__What to do__
From the first line of the material through the line containing "PartialOrd, Ord, Hash)]", restate everything word for word and nothing more.

-=-=-

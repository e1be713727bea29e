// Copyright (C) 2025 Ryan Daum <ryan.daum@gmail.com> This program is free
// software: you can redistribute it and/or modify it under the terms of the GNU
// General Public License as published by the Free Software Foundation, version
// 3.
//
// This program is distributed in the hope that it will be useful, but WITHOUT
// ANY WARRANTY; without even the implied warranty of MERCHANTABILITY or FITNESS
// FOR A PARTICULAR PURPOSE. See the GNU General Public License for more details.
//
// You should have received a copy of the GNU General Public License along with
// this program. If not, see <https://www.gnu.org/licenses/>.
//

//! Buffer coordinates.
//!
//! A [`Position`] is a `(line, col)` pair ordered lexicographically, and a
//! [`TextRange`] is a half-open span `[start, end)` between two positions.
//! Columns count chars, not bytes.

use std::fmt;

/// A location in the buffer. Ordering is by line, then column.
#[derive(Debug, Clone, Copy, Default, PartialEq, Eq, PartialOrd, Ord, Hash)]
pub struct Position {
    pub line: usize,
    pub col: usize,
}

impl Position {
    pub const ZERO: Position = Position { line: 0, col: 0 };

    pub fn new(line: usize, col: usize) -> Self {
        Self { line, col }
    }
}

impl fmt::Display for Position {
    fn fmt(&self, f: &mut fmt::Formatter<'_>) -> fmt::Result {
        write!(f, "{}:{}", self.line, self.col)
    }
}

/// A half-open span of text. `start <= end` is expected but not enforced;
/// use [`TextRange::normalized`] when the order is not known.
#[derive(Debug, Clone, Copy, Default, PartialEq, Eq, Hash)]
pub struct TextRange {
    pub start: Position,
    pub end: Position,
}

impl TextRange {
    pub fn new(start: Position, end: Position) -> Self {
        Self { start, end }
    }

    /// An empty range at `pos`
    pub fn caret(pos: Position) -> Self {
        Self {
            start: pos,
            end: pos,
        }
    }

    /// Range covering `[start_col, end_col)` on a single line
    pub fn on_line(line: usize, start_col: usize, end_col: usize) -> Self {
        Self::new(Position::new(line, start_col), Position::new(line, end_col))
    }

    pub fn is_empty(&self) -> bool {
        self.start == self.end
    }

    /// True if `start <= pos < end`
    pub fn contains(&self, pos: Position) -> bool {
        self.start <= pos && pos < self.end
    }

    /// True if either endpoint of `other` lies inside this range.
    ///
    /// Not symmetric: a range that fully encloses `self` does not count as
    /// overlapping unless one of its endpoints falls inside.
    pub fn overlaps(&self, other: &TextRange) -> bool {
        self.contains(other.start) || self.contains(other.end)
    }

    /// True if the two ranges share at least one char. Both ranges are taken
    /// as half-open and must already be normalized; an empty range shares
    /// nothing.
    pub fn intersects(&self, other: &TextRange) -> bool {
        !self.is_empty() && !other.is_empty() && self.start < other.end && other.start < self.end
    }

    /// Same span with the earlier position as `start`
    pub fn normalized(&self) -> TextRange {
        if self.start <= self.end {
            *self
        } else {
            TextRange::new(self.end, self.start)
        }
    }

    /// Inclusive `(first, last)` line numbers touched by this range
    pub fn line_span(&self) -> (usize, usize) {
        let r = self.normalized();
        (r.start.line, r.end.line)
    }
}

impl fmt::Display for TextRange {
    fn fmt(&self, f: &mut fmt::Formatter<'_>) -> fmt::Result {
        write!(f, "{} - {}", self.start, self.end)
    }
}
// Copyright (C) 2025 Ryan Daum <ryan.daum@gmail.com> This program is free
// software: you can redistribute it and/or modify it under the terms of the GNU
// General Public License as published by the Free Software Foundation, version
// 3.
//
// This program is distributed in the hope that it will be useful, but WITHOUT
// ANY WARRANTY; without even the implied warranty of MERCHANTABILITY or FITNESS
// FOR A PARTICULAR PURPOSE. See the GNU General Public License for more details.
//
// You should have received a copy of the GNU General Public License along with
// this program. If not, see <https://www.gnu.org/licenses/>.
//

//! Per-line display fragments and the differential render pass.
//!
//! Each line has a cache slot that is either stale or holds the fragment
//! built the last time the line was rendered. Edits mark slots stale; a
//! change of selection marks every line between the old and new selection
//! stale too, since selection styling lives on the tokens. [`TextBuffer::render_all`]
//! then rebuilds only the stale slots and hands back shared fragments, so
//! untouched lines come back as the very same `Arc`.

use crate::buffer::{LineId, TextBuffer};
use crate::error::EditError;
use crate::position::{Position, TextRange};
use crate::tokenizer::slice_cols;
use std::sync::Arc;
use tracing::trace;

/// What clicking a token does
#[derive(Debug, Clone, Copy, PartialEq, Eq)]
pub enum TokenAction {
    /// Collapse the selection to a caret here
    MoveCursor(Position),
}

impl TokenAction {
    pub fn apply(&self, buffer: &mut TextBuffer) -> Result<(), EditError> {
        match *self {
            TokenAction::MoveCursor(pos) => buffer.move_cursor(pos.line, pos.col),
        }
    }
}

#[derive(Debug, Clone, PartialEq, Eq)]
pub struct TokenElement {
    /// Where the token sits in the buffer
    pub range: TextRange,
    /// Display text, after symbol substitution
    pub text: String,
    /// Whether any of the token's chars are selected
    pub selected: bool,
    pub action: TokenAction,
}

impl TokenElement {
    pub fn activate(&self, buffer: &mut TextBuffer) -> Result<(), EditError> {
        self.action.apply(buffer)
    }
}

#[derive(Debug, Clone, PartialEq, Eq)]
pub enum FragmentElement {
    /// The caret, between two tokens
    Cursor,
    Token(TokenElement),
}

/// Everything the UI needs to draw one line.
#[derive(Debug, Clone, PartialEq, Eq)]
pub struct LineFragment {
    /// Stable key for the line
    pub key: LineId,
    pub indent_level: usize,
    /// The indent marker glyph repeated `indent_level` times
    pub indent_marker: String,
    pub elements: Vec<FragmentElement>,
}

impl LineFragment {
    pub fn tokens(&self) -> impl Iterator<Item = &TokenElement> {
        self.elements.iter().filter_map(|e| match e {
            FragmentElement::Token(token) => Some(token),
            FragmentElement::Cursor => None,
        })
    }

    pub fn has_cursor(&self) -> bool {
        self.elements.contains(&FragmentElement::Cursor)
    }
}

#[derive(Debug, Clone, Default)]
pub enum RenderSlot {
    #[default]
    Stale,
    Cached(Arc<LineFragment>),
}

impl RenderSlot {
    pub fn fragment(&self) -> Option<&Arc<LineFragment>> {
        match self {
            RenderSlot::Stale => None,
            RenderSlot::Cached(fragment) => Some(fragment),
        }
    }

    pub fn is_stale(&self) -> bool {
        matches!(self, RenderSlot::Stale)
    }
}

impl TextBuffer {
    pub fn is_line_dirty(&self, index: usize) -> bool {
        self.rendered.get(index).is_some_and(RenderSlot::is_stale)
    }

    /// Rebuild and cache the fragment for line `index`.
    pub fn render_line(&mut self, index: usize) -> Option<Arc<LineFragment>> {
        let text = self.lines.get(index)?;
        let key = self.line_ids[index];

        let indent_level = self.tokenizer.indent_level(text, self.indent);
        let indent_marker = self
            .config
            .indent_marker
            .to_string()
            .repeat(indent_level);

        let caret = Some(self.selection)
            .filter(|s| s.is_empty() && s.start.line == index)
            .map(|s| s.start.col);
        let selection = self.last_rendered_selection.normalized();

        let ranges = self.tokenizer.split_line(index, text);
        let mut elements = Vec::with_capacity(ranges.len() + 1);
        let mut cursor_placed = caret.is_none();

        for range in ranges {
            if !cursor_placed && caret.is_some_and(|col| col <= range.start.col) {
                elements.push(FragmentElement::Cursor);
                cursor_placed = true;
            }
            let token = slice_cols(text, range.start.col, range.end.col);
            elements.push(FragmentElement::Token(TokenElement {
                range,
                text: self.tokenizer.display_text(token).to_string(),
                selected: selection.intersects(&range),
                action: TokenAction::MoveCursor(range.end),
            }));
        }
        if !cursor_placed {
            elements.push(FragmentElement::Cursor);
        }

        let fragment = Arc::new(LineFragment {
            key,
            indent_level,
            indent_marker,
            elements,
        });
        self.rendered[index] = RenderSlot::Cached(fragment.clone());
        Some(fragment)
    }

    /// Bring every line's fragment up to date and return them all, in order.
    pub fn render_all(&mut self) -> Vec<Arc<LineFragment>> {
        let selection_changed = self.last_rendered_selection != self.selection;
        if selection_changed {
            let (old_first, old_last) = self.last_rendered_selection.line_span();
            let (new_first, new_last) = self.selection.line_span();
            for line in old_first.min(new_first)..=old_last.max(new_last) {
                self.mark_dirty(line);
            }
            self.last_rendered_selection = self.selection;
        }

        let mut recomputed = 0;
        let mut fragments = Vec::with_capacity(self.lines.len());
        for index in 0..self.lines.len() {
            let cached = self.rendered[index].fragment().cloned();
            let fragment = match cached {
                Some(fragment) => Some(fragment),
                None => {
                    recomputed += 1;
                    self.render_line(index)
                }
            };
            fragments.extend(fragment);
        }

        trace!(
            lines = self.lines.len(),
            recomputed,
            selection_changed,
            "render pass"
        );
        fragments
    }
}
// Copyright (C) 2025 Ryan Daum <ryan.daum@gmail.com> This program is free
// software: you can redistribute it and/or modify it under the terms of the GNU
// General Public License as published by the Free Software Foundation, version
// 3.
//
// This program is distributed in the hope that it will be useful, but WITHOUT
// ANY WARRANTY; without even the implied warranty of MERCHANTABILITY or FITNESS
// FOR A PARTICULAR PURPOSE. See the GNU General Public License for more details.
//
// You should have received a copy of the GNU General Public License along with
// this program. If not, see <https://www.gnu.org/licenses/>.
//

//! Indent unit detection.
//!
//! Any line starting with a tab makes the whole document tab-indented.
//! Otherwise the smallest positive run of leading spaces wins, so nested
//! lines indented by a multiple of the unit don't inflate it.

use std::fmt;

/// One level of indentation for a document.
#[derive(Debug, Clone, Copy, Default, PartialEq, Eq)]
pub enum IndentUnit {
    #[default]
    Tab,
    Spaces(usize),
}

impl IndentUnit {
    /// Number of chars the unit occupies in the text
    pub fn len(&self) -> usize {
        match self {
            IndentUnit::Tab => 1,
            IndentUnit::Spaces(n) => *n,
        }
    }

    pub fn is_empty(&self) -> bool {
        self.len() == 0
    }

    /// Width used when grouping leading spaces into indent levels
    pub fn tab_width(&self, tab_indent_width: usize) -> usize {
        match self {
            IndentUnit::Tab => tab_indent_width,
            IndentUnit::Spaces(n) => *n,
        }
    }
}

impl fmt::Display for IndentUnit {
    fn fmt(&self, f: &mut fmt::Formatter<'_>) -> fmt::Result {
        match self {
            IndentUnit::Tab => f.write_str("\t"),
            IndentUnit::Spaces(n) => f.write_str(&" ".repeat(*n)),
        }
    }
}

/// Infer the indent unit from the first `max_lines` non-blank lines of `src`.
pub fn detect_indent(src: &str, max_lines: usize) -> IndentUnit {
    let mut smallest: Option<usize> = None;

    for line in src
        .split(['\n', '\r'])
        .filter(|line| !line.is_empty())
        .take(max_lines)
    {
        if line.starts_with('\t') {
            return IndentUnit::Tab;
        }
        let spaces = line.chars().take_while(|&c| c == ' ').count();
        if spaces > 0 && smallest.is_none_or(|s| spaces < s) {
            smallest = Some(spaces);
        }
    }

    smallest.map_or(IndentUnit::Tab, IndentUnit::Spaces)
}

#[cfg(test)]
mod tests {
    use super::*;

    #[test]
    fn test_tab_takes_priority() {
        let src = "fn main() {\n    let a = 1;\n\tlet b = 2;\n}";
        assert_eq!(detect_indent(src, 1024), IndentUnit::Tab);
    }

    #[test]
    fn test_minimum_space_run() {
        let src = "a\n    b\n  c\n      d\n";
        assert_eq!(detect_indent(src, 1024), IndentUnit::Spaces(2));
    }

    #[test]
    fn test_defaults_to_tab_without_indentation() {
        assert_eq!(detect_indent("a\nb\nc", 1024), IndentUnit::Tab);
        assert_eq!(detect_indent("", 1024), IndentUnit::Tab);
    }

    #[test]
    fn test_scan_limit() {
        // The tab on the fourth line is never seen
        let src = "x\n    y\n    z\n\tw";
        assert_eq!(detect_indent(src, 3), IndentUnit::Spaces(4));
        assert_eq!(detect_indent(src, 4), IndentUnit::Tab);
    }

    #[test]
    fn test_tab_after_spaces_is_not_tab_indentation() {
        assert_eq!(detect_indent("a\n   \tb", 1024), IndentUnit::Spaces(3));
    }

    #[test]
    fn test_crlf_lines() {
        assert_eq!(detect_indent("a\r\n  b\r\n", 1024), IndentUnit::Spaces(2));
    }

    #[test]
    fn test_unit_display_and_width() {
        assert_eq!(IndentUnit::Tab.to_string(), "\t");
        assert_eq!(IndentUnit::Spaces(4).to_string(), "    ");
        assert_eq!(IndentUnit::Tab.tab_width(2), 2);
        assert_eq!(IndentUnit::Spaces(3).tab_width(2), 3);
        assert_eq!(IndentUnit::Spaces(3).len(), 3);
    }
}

-=-=-

__Response area__
repository e1be713727bea29e
// Copyright (C) 2025 Ryan Daum <ryan.daum@gmail.com> This program is free
// software: you can redistribute it and/or modify it under the terms of the GNU
// General Public License as published by the Free Software Foundation, version
// 3.
//
// This program is distributed in the hope that it will be useful, but WITHOUT
// ANY WARRANTY; without even the implied warranty of MERCHANTABILITY or FITNESS
// FOR A PARTICULAR PURPOSE. See the GNU General Public License for more details.
//
// You should have received a copy of the GNU General Public License along with
// this program. If not, see <https://www.gnu.org/licenses/>.
//

//! Buffer coordinates.
//!
//! A [`Position`] is a `(line, col)` pair ordered lexicographically, and a
//! [`TextRange`] is a half-open span `[start, end)` between two positions.
//! Columns count chars, not bytes.

use std::fmt;

/// A location in the buffer. Ordering is by line, then column.
#[derive(Debug, Clone, Copy, Default, PartialEq, Eq, PartialOrd, Ord, Hash)]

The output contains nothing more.